→ **TASK**: Read the records below and report each line in which "struct" occurs.

DATA EXTRACTS section start

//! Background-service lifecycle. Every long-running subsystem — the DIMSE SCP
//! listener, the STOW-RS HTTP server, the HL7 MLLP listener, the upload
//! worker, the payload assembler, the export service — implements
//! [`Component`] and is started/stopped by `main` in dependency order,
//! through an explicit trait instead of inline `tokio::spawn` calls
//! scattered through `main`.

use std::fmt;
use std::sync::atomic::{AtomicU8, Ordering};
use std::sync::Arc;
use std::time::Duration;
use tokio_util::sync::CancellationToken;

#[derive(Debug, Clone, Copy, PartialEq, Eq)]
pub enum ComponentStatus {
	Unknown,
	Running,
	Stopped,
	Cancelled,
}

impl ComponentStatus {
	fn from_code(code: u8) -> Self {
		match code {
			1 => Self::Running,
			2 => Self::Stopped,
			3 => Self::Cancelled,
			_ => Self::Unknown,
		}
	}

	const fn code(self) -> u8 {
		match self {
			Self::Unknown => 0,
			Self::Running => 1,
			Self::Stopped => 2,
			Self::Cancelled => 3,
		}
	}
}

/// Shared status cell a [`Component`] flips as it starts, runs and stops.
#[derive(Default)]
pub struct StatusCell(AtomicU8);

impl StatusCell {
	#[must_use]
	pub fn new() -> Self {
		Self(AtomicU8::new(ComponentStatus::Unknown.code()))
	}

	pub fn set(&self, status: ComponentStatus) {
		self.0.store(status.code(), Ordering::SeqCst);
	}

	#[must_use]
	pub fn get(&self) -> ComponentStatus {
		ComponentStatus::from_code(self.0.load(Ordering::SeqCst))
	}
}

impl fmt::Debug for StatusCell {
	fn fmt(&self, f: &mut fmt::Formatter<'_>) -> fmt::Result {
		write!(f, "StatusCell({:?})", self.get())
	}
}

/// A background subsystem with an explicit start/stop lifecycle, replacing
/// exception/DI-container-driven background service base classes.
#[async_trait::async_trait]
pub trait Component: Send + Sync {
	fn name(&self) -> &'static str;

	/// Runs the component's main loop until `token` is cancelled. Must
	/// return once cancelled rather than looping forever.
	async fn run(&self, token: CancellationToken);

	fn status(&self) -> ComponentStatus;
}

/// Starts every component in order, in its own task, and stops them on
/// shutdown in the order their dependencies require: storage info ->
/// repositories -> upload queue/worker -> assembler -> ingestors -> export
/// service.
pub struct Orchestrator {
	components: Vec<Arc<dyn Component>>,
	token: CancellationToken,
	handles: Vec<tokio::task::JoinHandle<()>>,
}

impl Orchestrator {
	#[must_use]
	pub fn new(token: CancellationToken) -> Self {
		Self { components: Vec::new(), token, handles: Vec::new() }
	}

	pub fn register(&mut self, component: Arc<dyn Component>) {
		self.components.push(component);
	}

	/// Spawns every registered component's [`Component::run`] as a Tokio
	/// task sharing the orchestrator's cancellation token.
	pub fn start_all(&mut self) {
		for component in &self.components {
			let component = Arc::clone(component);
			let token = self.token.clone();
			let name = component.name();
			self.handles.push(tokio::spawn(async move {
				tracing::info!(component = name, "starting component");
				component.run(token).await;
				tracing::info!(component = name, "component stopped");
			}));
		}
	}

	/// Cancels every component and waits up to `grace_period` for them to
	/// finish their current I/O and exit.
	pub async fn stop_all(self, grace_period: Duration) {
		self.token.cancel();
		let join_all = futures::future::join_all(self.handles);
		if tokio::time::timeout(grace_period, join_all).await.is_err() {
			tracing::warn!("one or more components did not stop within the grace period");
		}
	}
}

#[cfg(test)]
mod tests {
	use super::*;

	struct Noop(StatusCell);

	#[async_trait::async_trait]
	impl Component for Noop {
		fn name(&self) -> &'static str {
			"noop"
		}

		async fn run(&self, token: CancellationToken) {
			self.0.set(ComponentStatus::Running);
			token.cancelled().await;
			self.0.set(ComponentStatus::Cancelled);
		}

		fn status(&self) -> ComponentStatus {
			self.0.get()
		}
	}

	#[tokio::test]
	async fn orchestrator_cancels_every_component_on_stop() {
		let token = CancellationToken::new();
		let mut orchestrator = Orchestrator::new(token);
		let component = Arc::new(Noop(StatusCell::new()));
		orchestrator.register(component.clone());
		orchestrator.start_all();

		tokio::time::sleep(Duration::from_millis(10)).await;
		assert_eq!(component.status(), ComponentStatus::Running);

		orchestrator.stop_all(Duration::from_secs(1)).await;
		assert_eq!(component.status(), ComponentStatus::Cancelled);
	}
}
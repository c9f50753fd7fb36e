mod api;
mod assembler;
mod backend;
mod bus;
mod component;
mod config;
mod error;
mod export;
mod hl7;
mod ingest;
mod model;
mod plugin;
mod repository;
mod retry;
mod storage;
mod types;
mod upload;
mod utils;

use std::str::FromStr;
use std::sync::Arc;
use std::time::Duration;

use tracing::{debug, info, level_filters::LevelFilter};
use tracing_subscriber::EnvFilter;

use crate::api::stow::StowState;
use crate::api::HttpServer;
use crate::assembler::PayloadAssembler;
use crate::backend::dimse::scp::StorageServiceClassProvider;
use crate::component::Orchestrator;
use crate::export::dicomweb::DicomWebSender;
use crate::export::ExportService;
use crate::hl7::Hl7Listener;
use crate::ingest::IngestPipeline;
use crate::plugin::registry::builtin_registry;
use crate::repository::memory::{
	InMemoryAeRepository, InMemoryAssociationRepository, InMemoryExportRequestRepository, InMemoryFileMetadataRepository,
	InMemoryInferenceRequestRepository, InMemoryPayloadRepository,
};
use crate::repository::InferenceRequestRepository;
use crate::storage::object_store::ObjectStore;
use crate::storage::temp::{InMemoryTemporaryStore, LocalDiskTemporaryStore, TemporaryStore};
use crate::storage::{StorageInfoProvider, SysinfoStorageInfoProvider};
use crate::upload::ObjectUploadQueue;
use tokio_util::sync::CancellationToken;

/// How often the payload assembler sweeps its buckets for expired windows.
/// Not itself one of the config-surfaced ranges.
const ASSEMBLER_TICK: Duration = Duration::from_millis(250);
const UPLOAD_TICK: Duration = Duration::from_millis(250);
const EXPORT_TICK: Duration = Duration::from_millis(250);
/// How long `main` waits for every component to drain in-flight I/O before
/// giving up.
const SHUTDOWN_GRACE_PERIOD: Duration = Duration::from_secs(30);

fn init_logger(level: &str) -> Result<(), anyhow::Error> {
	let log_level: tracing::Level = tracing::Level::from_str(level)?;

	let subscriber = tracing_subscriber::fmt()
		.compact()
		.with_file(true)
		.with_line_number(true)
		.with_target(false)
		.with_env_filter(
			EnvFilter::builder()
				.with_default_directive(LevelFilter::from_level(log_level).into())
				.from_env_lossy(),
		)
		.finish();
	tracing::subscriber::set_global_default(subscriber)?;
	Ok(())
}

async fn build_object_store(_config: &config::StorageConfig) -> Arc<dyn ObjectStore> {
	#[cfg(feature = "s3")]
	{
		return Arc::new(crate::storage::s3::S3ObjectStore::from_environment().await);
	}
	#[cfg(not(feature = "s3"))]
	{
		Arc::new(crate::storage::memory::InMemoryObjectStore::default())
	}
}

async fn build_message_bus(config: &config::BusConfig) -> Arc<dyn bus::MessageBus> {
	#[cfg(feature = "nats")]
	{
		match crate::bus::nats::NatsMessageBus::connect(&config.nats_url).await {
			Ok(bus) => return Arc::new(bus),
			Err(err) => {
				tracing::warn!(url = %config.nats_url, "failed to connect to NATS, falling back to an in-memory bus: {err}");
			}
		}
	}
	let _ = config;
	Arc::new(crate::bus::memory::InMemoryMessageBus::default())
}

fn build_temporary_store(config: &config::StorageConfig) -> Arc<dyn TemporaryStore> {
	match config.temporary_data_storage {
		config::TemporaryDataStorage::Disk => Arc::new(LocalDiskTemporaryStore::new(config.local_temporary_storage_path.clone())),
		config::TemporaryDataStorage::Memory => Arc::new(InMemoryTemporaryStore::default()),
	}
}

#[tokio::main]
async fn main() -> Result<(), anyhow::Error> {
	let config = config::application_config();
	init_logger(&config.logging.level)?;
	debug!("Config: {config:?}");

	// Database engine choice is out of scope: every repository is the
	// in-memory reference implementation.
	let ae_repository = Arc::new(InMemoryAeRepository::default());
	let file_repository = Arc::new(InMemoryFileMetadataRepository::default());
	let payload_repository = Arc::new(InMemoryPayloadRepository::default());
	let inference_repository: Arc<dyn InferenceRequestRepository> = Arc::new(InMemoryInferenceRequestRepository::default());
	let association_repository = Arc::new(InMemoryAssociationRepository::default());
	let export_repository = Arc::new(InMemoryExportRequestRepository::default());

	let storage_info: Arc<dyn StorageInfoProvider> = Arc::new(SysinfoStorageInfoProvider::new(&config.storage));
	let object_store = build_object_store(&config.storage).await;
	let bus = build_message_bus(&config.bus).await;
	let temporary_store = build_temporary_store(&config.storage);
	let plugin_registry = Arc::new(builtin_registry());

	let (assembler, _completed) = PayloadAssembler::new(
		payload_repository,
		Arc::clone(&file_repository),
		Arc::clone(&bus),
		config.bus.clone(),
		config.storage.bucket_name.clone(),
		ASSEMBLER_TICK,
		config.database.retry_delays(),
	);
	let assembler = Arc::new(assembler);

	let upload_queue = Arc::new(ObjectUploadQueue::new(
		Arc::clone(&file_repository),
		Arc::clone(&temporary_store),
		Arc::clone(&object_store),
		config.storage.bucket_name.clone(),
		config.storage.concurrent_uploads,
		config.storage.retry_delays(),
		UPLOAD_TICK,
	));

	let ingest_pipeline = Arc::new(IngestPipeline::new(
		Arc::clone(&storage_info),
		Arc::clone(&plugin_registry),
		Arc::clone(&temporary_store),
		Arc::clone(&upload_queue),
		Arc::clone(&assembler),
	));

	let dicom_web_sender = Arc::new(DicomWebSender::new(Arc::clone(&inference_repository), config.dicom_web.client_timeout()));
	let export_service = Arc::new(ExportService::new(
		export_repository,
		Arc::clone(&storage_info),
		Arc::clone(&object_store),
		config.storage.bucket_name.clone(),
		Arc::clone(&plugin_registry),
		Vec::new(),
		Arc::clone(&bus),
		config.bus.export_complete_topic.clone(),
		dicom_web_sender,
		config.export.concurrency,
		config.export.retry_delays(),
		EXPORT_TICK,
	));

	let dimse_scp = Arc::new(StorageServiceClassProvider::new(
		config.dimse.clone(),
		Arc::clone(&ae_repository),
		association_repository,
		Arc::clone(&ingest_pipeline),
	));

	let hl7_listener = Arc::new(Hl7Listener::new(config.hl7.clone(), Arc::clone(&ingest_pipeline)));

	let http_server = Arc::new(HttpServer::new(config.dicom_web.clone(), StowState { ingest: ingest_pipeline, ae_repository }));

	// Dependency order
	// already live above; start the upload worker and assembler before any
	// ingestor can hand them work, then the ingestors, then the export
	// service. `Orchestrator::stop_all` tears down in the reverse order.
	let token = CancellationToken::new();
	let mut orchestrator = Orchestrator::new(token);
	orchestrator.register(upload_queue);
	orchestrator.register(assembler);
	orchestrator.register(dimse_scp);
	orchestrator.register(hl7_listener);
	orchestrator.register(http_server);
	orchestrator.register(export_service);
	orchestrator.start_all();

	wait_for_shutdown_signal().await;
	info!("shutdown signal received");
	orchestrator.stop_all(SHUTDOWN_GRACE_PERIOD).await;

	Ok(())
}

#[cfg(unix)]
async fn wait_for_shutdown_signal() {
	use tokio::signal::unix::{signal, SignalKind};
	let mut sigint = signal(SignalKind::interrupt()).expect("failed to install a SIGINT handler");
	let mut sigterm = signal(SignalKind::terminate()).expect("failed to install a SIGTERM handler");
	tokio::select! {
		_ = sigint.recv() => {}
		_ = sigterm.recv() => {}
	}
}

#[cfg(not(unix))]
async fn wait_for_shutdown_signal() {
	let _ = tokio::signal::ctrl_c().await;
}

DATA EXTRACTS section end

→ **ANSWER**:
pub struct StatusCell(AtomicU8);
pub struct Orchestrator {
	struct Noop(StatusCell);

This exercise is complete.